Lanham Act Battle Over Definition of ‘Sugar’ in Advertising Heats Up6 Sep, 2012 By: John Waller, Jeffrey Richter
In connection with the ongoing battle for market share between growers of cane and beet sugar and manufacturers of high fructose corn syrup (HFCS), several growers, producers and refiners of table sugar made from sugar cane or sugar beets – and two related trade associations – filed suit against various corn refiners, including Archer-Daniels-Midland Co., Cargill, and their trade association, alleging violations of the Lanham Act (Western Sugar Cooperative, et al. v. Archer-Daniels-Midland Co., et al., U.S. District Court, Central District of California).
The lawsuit challenges aspects of the defendants’ “Sweet Surprise” advertising campaign for HFCS, which employs a variety of phrases to market HFCS, such as “HFCS is corn sugar,” “HFCS is natural,” and “HFCS is the same as sugar.” The plaintiffs argue that HFCS is a “man-made product” that does not occur “naturally” and, as a result, the defendants’ use of the cited phrases to advertise and promote HFCS constitute false and misleading advertising.
While this lawsuit is still in its early stages, one of its early rulings is noteworthy. In ruling on the defendants’ motion to dismiss portions of the “Second Amended Complaint,” the court strictly followed the rule in the Ninth Circuit regarding the degree of specificity in pleading required to connect individual defendants to an unlawful practice or scheme. Specifically, the Ninth Circuit interprets Rule 9(b) of the Federal Rules of Civil Procedure to preclude generalized non-specific pleading of an individual defendant’s alleged involvement in an unlawful practice or scheme. Attempts to lump multiple defendants together as alleged joint “tortfeasors” or co-conspirators without individualized allegations linking them to the unlawful practice or scheme are not sufficient.
Following this rule, the court found that the Second Amended Complaint’s allegations regarding the defendants’ respective use of spokespersons to disseminate the common advertising theme that “HFCS is no different than sugar,” and their common use of the phrase “corn sugar” in place of HFCS in their respective advertisements (and in their other communications directed towards customers and investors) included sufficiently individualized allegations to tie all but one of the defendants to the alleged campaign to defraud consumers and investors. The sole exception was the deficient allegation against one defendant, Roquette, which the Second Amended Complaint merely alleged to be connected to the alleged “Sweet Surprise” campaign solely by virtue of that defendant’s membership on the board of directors of the defendant trade association.

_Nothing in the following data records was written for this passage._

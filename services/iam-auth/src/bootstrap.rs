//! Composition root
//!
//! Builds every service of the module from [`AppConfig`] and the external
//! collaborators. Must be called inside a Tokio runtime: the audit workers are
//! spawned here.

use std::sync::Arc;
use std::time::Duration;

use secrecy::ExposeSecret;
use tracing::{info, warn};
use warden_adapter_redis::{RedisCache, check_connection, create_connection_manager};
use warden_common::{RetryConfig, with_retry};
use warden_config::{AppConfig, GeoConfig, RedisConfig, TelemetryConfig};
use warden_errors::AppResult;
use warden_ports::CachePort;
use warden_telemetry::TelemetryError;

use crate::auth::application::listeners::SessionLifecycleHooks;
use crate::auth::application::services::{
    AuthService, LoggingWelcomeNotifier, LoginService, RegisterService, WelcomeNotifier,
    WelcomeScheduler,
};
use crate::auth::application::strategies::{
    AuthStrategyRegistry, EmailAuthStrategy, GRANT_EMAIL, GRANT_PASSWORD, GRANT_SMS,
    PasswordAuthStrategy, SmsAuthStrategy,
};
use crate::auth::domain::events::{AuditPublisher, AuditSink};
use crate::auth::domain::repositories::SessionRegistry;
use crate::auth::domain::services::{LoginThrottle, TenantValidator};
use crate::auth::domain::token::TokenManager;
use crate::auth::infrastructure::cache::{CacheSessionRegistry, CaptchaStore, DynamicTenantStore};
use crate::auth::infrastructure::events::{
    AuditProcessor, AuditWorkerPool, ChannelAuditPublisher, LoggingAuditSink,
};
use crate::auth::infrastructure::token::CacheTokenManager;
use crate::shared::domain::repositories::{
    ClientDirectory, PermissionDirectory, TenantDirectory, UserDirectory,
};
use crate::shared::domain::value_objects::TokenTimeout;
use crate::shared::infrastructure::geo::{GeoIpResolver, HttpGeoIpResolver, NoopGeoIpResolver};
use crate::shared::infrastructure::persistence::InMemoryDirectories;

/// Components owned by other services.
#[derive(Clone)]
pub struct Collaborators {
    pub cache: Arc<dyn CachePort>,
    pub users: Arc<dyn UserDirectory>,
    pub clients: Arc<dyn ClientDirectory>,
    pub tenants: Arc<dyn TenantDirectory>,
    pub permissions: Arc<dyn PermissionDirectory>,
    pub audit_sink: Arc<dyn AuditSink>,
    pub geo: Arc<dyn GeoIpResolver>,
    pub notifier: Arc<dyn WelcomeNotifier>,
}

impl Collaborators {
    /// In-memory directories with logging sink and notifier.
    pub fn in_memory(cache: Arc<dyn CachePort>, directories: &InMemoryDirectories) -> Self {
        Self {
            cache,
            users: directories.users.clone(),
            clients: directories.clients.clone(),
            tenants: directories.tenants.clone(),
            permissions: directories.permissions.clone(),
            audit_sink: Arc::new(LoggingAuditSink),
            geo: Arc::new(NoopGeoIpResolver),
            notifier: Arc::new(LoggingWelcomeNotifier),
        }
    }

    pub fn with_audit_sink(mut self, sink: Arc<dyn AuditSink>) -> Self {
        self.audit_sink = sink;
        self
    }

    pub fn with_geo(mut self, geo: Arc<dyn GeoIpResolver>) -> Self {
        self.geo = geo;
        self
    }

    pub fn with_notifier(mut self, notifier: Arc<dyn WelcomeNotifier>) -> Self {
        self.notifier = notifier;
        self
    }
}

pub struct AuthModule {
    pub auth: Arc<AuthService>,
    pub register: Arc<RegisterService>,
    pub login: Arc<LoginService>,
    pub sessions: Arc<dyn SessionRegistry>,
    pub tokens: Arc<dyn TokenManager>,
    pub captcha: Arc<CaptchaStore>,
    pub audit: Arc<dyn AuditPublisher>,
    audit_workers: AuditWorkerPool,
}

impl AuthModule {
    pub fn build(config: &AppConfig, c: Collaborators) -> Self {
        // Audit pipeline
        let (publisher, receiver) = ChannelAuditPublisher::channel(config.audit.queue_capacity);
        let processor = AuditProcessor::new(
            c.audit_sink.clone(),
            c.clients.clone(),
            c.geo.clone(),
            config.geo.timeout(),
        )
        .with_retry(RetryConfig::new(
            config.audit.sink_retry_attempts,
            Duration::from_millis(100),
            Duration::from_secs(2),
        ));
        let audit_workers =
            AuditWorkerPool::start(receiver, Arc::new(processor), config.audit.workers);
        let audit: Arc<dyn AuditPublisher> = Arc::new(publisher);

        // Sessions and tokens
        let sessions: Arc<dyn SessionRegistry> =
            Arc::new(CacheSessionRegistry::new(c.cache.clone()));
        let hooks = Arc::new(SessionLifecycleHooks::new(
            sessions.clone(),
            audit.clone(),
            c.users.clone(),
            c.geo.clone(),
            config.geo.timeout(),
        ));
        let tokens: Arc<dyn TokenManager> = Arc::new(
            CacheTokenManager::new(c.cache.clone(), hooks)
                .with_concurrent(config.token.is_concurrent),
        );

        // Login
        let captcha =
            Arc::new(CaptchaStore::new(c.cache.clone()).with_ttl(config.captcha.expiration()));
        let login = Arc::new(LoginService::new(
            Arc::new(TenantValidator::new(c.tenants.clone(), &config.tenant)),
            LoginThrottle::new(c.cache.clone(), &config.login),
            audit.clone(),
            captcha.clone(),
            config.captcha.enabled,
            c.permissions.clone(),
            tokens.clone(),
            TokenTimeout::from(config.token.timeout_secs),
        ));

        let strategies = AuthStrategyRegistry::new()
            .with(
                GRANT_PASSWORD,
                Arc::new(PasswordAuthStrategy::new(login.clone(), c.users.clone())),
            )
            .with(
                GRANT_SMS,
                Arc::new(SmsAuthStrategy::new(login.clone(), c.users.clone())),
            )
            .with(
                GRANT_EMAIL,
                Arc::new(EmailAuthStrategy::new(login.clone(), c.users.clone())),
            );
        info!(grant_types = ?strategies.grant_types(), "Auth strategies registered");

        let auth = Arc::new(AuthService::new(
            login.clone(),
            strategies,
            c.clients.clone(),
            tokens.clone(),
            Arc::new(DynamicTenantStore::new(c.cache.clone())),
            WelcomeScheduler::new(c.notifier.clone(), &config.welcome),
        ));
        let register = Arc::new(RegisterService::new(
            login.clone(),
            c.users.clone(),
            config.register.enabled,
        ));

        Self {
            auth,
            register,
            login,
            sessions,
            tokens,
            captcha,
            audit,
            audit_workers,
        }
    }

    /// Drain queued audit events and stop the workers.
    pub async fn shutdown(&self) {
        self.audit_workers.shutdown().await;
    }
}

/// Connect to Redis, retrying transient failures.
pub async fn connect_redis(config: &RedisConfig) -> AppResult<RedisCache> {
    let retry = RetryConfig::new(
        config.connect_attempts,
        Duration::from_millis(200),
        Duration::from_secs(5),
    );
    let mut conn = with_retry(&retry, "redis_connect", || {
        let url = config.url.expose_secret().clone();
        async move { create_connection_manager(&url).await }
    })
    .await?;
    check_connection(&mut conn).await?;
    info!(command_timeout_ms = config.command_timeout_ms, "Redis connected");
    Ok(RedisCache::new(conn).with_command_timeout(config.command_timeout()))
}

pub fn geo_resolver(config: &GeoConfig) -> AppResult<Arc<dyn GeoIpResolver>> {
    if !config.enabled {
        return Ok(Arc::new(NoopGeoIpResolver));
    }
    Ok(Arc::new(HttpGeoIpResolver::new(
        config.endpoint.clone(),
        config.timeout(),
    )?))
}

pub fn init_telemetry(config: &TelemetryConfig) -> Result<(), TelemetryError> {
    warden_telemetry::init(&config.log_level, config.json)
}

/// Resolves on Ctrl+C or SIGTERM.
pub async fn shutdown_signal() {
    let ctrl_c = async {
        if let Err(e) = tokio::signal::ctrl_c().await {
            warn!(error = %e, "Failed to listen for Ctrl+C");
            std::future::pending::<()>().await;
        }
    };

    #[cfg(unix)]
    let terminate = async {
        match tokio::signal::unix::signal(tokio::signal::unix::SignalKind::terminate()) {
            Ok(mut signal) => {
                signal.recv().await;
            }
            Err(e) => {
                warn!(error = %e, "Failed to install SIGTERM handler");
                std::future::pending::<()>().await;
            }
        }
    };

    #[cfg(not(unix))]
    let terminate = std::future::pending::<()>();

    tokio::select! {
        _ = ctrl_c => {},
        _ = terminate => {},
    }

    info!("Shutdown signal received");
}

While it is too early to predict how the defendants’ recent attempt to rebrand HFCS to change the public’s negative perception of it will ultimately fare, the defendants, including direct response marketers, can at least take some comfort in knowing that courts are beginning to require plaintiffs to specifically allege their individual involvement in an unlawful activity before they must endure the cost of defending a lawsuit all the way through the trial of the action.